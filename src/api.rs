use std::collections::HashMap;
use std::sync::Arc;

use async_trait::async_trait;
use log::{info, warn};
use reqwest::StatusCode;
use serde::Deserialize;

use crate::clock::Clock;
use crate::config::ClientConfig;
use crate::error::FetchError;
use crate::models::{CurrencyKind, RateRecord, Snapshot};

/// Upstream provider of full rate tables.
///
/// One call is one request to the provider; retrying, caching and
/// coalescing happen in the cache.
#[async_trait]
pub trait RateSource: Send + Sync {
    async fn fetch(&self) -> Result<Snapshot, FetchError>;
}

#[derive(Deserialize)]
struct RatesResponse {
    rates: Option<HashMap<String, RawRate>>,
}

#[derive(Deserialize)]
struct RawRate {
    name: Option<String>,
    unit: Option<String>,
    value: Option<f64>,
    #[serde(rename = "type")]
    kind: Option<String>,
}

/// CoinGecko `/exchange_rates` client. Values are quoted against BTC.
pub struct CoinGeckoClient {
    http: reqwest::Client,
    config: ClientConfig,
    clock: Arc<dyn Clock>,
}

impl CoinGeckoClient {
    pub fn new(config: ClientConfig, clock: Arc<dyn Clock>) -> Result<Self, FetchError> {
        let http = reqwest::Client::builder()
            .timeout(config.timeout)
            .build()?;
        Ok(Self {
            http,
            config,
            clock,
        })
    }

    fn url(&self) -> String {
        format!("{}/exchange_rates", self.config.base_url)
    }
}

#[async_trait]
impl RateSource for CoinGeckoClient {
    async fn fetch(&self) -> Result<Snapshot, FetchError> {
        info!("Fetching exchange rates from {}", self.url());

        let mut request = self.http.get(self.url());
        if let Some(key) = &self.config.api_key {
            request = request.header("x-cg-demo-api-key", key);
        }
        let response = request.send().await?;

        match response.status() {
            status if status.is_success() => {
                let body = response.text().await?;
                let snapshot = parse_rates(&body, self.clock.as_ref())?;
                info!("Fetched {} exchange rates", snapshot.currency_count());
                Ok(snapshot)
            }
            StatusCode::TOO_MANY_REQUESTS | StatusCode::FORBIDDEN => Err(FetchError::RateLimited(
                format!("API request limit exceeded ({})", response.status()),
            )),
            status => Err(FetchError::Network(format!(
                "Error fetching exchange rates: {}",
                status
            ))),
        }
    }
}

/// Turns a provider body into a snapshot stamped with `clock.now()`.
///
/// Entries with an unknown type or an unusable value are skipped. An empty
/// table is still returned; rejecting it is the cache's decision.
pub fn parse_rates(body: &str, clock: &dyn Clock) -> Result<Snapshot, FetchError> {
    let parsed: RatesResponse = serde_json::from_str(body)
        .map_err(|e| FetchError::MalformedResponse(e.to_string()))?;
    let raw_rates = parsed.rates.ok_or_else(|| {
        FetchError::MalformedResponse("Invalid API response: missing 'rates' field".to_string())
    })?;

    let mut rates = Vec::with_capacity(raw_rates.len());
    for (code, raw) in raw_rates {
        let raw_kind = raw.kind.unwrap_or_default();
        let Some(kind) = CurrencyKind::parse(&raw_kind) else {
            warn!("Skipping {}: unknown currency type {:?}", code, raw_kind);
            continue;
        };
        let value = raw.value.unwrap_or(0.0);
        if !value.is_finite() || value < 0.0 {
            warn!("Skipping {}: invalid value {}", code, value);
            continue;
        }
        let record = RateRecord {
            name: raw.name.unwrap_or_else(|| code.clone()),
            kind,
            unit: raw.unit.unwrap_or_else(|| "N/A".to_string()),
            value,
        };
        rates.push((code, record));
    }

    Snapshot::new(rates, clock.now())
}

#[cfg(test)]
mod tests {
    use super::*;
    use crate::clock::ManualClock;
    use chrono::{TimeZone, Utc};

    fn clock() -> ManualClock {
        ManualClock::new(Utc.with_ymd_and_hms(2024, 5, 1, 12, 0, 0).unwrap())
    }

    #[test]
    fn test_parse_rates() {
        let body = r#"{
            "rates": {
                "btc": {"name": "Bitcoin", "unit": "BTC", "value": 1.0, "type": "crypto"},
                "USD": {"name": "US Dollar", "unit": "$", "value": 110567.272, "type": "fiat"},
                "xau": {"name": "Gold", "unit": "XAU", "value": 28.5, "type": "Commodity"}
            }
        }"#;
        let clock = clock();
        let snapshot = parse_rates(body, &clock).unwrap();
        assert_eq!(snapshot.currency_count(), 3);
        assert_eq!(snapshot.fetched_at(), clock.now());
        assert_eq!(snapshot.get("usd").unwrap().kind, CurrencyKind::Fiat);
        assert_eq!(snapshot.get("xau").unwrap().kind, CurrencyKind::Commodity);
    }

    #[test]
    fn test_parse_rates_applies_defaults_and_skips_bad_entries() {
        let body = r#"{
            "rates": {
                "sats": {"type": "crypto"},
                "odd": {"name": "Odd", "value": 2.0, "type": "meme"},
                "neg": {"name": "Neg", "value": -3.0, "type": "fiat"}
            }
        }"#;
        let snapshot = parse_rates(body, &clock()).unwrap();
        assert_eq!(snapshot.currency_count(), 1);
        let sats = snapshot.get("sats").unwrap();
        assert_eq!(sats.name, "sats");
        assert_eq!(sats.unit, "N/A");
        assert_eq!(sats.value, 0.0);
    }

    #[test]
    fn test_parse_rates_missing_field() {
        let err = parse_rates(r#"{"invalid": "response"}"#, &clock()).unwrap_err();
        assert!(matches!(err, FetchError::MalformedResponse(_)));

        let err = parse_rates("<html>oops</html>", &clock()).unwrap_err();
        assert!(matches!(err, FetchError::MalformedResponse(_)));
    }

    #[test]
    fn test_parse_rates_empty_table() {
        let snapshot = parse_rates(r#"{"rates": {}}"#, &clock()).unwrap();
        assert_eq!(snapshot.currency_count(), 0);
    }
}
——————
Your task: Report how many lines above contain the string "crypto". Please write the number only.

Written reply: 2